Dal centravanti al centrocampo, passando per trequarti e fasce: il progetto tattico di Amorim prende forma e ridisegna il Milan
Centralità, gioco e comunicazione: ecco come Amorim sta cambiando il Milan
Dopo una lunga pausa, colmata dal Mondiale americano, il calcio dei Club è pronto a tornare e il Milan si prepara ad affrontare la nuova stagione. I rossoneri ha rivoluzionato sia la parte dirigenziale che quella sportiva, facendo "piazza pulita" e assegnando il compito di guidare la squadra a Ruben Amorim. Fin dal suo arrivo, è stata chiara la sua impronta su questo Club: è deciso a costruire una squadra che punti alla vittoria e al dominio del gioco.
Come analizzato da La Gazzetta dello Sport, al centro di questo progetto offensivo c'è un nome su tutti: Gonçalo Ramos, l'acquisto più oneroso della storia del club, chiamato a essere il vero e unico riferimento d'attacco rossonero. Un investimento importante che però rispecchia le abilità indiscutibili del portoghese, considerando i 97 gol già messi a segno tra club e Nazionale portoghese con un obiettivo ambizioso davanti a sé: arrivare a quota 100 prima dei 25 anni.
Attorno a lui, Amorim vuole costruire ogni meccanismo offensivo, valorizzando le sue qualità aeree (già emerse anche al Mondiale) e la potenza del tiro, doti che lo scorso anno erano mancate a un attacco che, con Gimenez e Füllkrug, non ha mai trovato il peso necessario per incidere e portare gol alla causa. I due attaccanti non sono riusciti ad elevarsi a "bomber" di caratura internazionale e proprio in questo senso, l'acquisto del portoghese può rivelarsi il salto di livello tanto atteso, con Camarda e Kostic che potrebbero giocarsi le loro carte come vice.
Chi agirà sotto la punta?
L'ulteriore cambiamento riguarda chi agirà alle spalle del centravanti. Complice la probabile partenza di Leao, Nkunku potrebbe prendersi il ruolo di trequartista nello scacchiere di Amorim: una posizione decisamente più congeniale al francese che al numero 10 portoghese, che sembra avere sempre meno futuro nel nuovo ciclo del Diavolo. L'altro slot di "sotto punta" finirà a Pulisic, su cui hanno puntato fortemente sia il proprietario Cardinale che lo stesso Amorim, avendolo ha già inquadrato con precisione tattica: piede destro sul lato sinistro, anche se pronto a spostarlo se necessario.
La Rosea ribadisce poi come saranno previsti cambiamenti importanti anche sulle fasce: Chukwueze, di ritorno dal prestito al Fulham, resterà al Milan, con Amorim che sembra riporre molta fiducia nei suoi mezzi.
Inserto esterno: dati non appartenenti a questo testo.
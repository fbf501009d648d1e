//! Service configuration with TOML file support.

use facegate_liveness::BranchEntry;
use facegate_types::LivenessParams;
use serde::{Deserialize, Serialize};

use crate::error::RpcError;

/// Configuration for the FaceGate service.
///
/// Can be loaded from a TOML file via [`ServiceConfig::from_toml_file`] or
/// built programmatically (e.g. for tests). Every field has a default, so
/// an empty file is a valid configuration — though the default API key is
/// only acceptable in development.
#[derive(Clone, Debug, Serialize, Deserialize)]
pub struct ServiceConfig {
    /// Port the HTTP API listens on.
    #[serde(default = "default_port")]
    pub port: u16,

    /// Service credential expected in the `X-Api-Key` header.
    #[serde(default = "default_api_key")]
    pub api_key: String,

    /// Base URL of the face engine (action analysis + identity matching).
    #[serde(default = "default_engine_url")]
    pub engine_url: String,

    /// Origins allowed by CORS; `"*"` allows any origin.
    #[serde(default)]
    pub cors_origins: Vec<String>,

    /// Log format: "human" or "json".
    #[serde(default = "default_log_format")]
    pub log_format: String,

    /// Log level filter: "trace", "debug", "info", "warn", "error".
    #[serde(default = "default_log_level")]
    pub log_level: String,

    /// Seconds between background sweeps of expired challenges.
    /// Zero disables the sweep (expiry is still enforced on every verify).
    #[serde(default = "default_reaper_interval_secs")]
    pub reaper_interval_secs: u64,

    /// Liveness protocol parameters (TTL, thresholds, timeouts).
    #[serde(default)]
    pub liveness: LivenessParams,

    /// Branch/device table backing the tenant directory.
    #[serde(default)]
    pub directory: Vec<BranchEntry>,
}

// ── Serde default helpers ──────────────────────────────────────────────

fn default_port() -> u16 {
    8000
}

fn default_api_key() -> String {
    "change_me".to_string()
}

fn default_engine_url() -> String {
    "http://127.0.0.1:9000".to_string()
}

fn default_log_format() -> String {
    "human".to_string()
}

fn default_log_level() -> String {
    "info".to_string()
}

fn default_reaper_interval_secs() -> u64 {
    30
}

// ── Impl ───────────────────────────────────────────────────────────────

impl ServiceConfig {
    /// Load configuration from a TOML file.
    pub fn from_toml_file(path: &str) -> Result<Self, RpcError> {
        let content = std::fs::read_to_string(path).map_err(|e| RpcError::Config(e.to_string()))?;
        Self::from_toml_str(&content)
    }

    /// Parse configuration from a TOML string.
    pub fn from_toml_str(s: &str) -> Result<Self, RpcError> {
        toml::from_str(s).map_err(|e| RpcError::Config(e.to_string()))
    }

    /// Serialize the configuration to a TOML string.
    pub fn to_toml_string(&self) -> String {
        toml::to_string_pretty(self).expect("ServiceConfig is always serializable to TOML")
    }
}

impl Default for ServiceConfig {
    fn default() -> Self {
        Self {
            port: default_port(),
            api_key: default_api_key(),
            engine_url: default_engine_url(),
            cors_origins: Vec::new(),
            log_format: default_log_format(),
            log_level: default_log_level(),
            reaper_interval_secs: default_reaper_interval_secs(),
            liveness: LivenessParams::default(),
            directory: Vec::new(),
        }
    }
}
Il nigeriano potrà agire anche da trequartista, ma negli ultimi allenamenti l'allenatore portoghese lo ha impiegato come esterno largo: un jolly che potrà rivelarsi fondamentale sia dall'inizio che a gara in corso. Novità anche per Alexis Saelemaekers, che Amorim valuta come potenzialmente più pericoloso se spostato sulla fascia sinistra, in quello che sarebbe l'ennesimo cambio di ruolo nello scacchiere rossonero.
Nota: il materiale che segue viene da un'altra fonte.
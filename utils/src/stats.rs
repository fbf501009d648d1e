//! Request/outcome counters.

use std::collections::HashMap;
use std::sync::atomic::{AtomicU64, Ordering};

/// A thread-safe set of named counters, fixed at construction.
///
/// Bumping an unregistered name is a silent no-op: counters are
/// best-effort telemetry, never a correctness dependency.
pub struct StatsCounter {
    counters: HashMap<&'static str, AtomicU64>,
}

impl StatsCounter {
    pub fn new(names: &[&'static str]) -> Self {
        let counters = names.iter().map(|&n| (n, AtomicU64::new(0))).collect();
        Self { counters }
    }

    pub fn bump(&self, name: &str) {
        self.add(name, 1);
    }

    pub fn add(&self, name: &str, value: u64) {
        if let Some(counter) = self.counters.get(name) {
            counter.fetch_add(value, Ordering::Relaxed);
        }
    }

    pub fn get(&self, name: &str) -> u64 {
        self.counters
            .get(name)
            .map(|c| c.load(Ordering::Relaxed))
            .unwrap_or(0)
    }

    /// One `name=value` line for shutdown summaries, sorted by name.
    pub fn summary(&self) -> String {
        let mut entries: Vec<(&str, u64)> = self
            .counters
            .iter()
            .map(|(&k, v)| (k, v.load(Ordering::Relaxed)))
            .collect();
        entries.sort_by_key(|(k, _)| *k);
        entries
            .iter()
            .map(|(k, v)| format!("{k}={v}"))
            .collect::<Vec<_>>()
            .join(" ")
    }
}

#[cfg(test)]
mod tests {
    use super::*;

    #[test]
    fn bump_and_read() {
        let stats = StatsCounter::new(&["issued", "verified"]);
        stats.bump("issued");
        stats.bump("issued");
        stats.bump("unknown"); // ignored
        assert_eq!(stats.get("issued"), 2);
        assert_eq!(stats.get("verified"), 0);
        assert_eq!(stats.get("unknown"), 0);
    }

    #[test]
    fn summary_is_sorted_and_stable() {
        let stats = StatsCounter::new(&["b", "a"]);
        stats.bump("b");
        assert_eq!(stats.summary(), "a=0 b=1");
    }
}
//! Liveness protocol core.
//!
//! A challenge-response flow proving that a biometric sample was captured
//! from a live subject:
//! 1. **Issuance**: the server hands out a time-bound, single-use challenge
//!    naming an action from a fixed vocabulary, stamped with the tenant
//!    context that requested it.
//! 2. **Verification**: the client submits the challenge token plus two
//!    frames bracketing the action; the verifier burns the challenge on the
//!    first attempt, then asks the external action-analysis and
//!    identity-matching capabilities to judge the frames.
//!
//! The capabilities are modular — the protocol specifies *that* analysis
//! must happen, not *how*. Production wires them to a remote face engine;
//! tests inject deterministic fakes.

pub mod capability;
pub mod challenge;
pub mod directory;
pub mod engine;
pub mod error;
pub mod outcome;
pub mod verifier;

pub use capability::{
    ActionAnalyzer, AuditEvent, AuditSink, CapabilityError, FaceMatcher, MatchCandidate,
    TenantDirectory, TracingAudit,
};
pub use challenge::{Challenge, ChallengeIssuer};
pub use directory::{BranchEntry, DeviceEntry, StaticDirectory};
pub use engine::RemoteFaceEngine;
pub use error::{DirectoryError, IssueError, VerifyError};
pub use outcome::VerificationResult;
pub use verifier::LivenessVerifier;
Cosa cambia in cabina di regia
A breve è atteso l'annuncio ufficiale della permanenza di Luka Modric. Il croato manterrà comunque un ruolo di primo piano, in campo o fuori, ma con i numerosi impegni previsti in questa stagione e con l'età che avanza per l'ex Real Madrid, sarà impossibile mantenere lo stesso ritmo della scorsa stagione. Ecco dunque che lo vedremo sempre più spesso alternarsi con il giovane Jashari, chiamato ad assorbire i principi del croato. Sul talento ancora inespresso di Ardon cresce intanto l'entusiasmo in casa Milan, che alle richieste arrivate da altri club (come l'Atalanta) ha risposto con un chiaro e tondo no.
Un mosaico tattico ancora in costruzione, insomma, ma con le idee già ben chiare nella testa di Amorim: un Milan diverso, più fantasioso e meno prevedibile rispetto a quello della scorsa stagione, con l'obiettivo di portare a San Siro non solo un bel gioco, ma anche i risultati.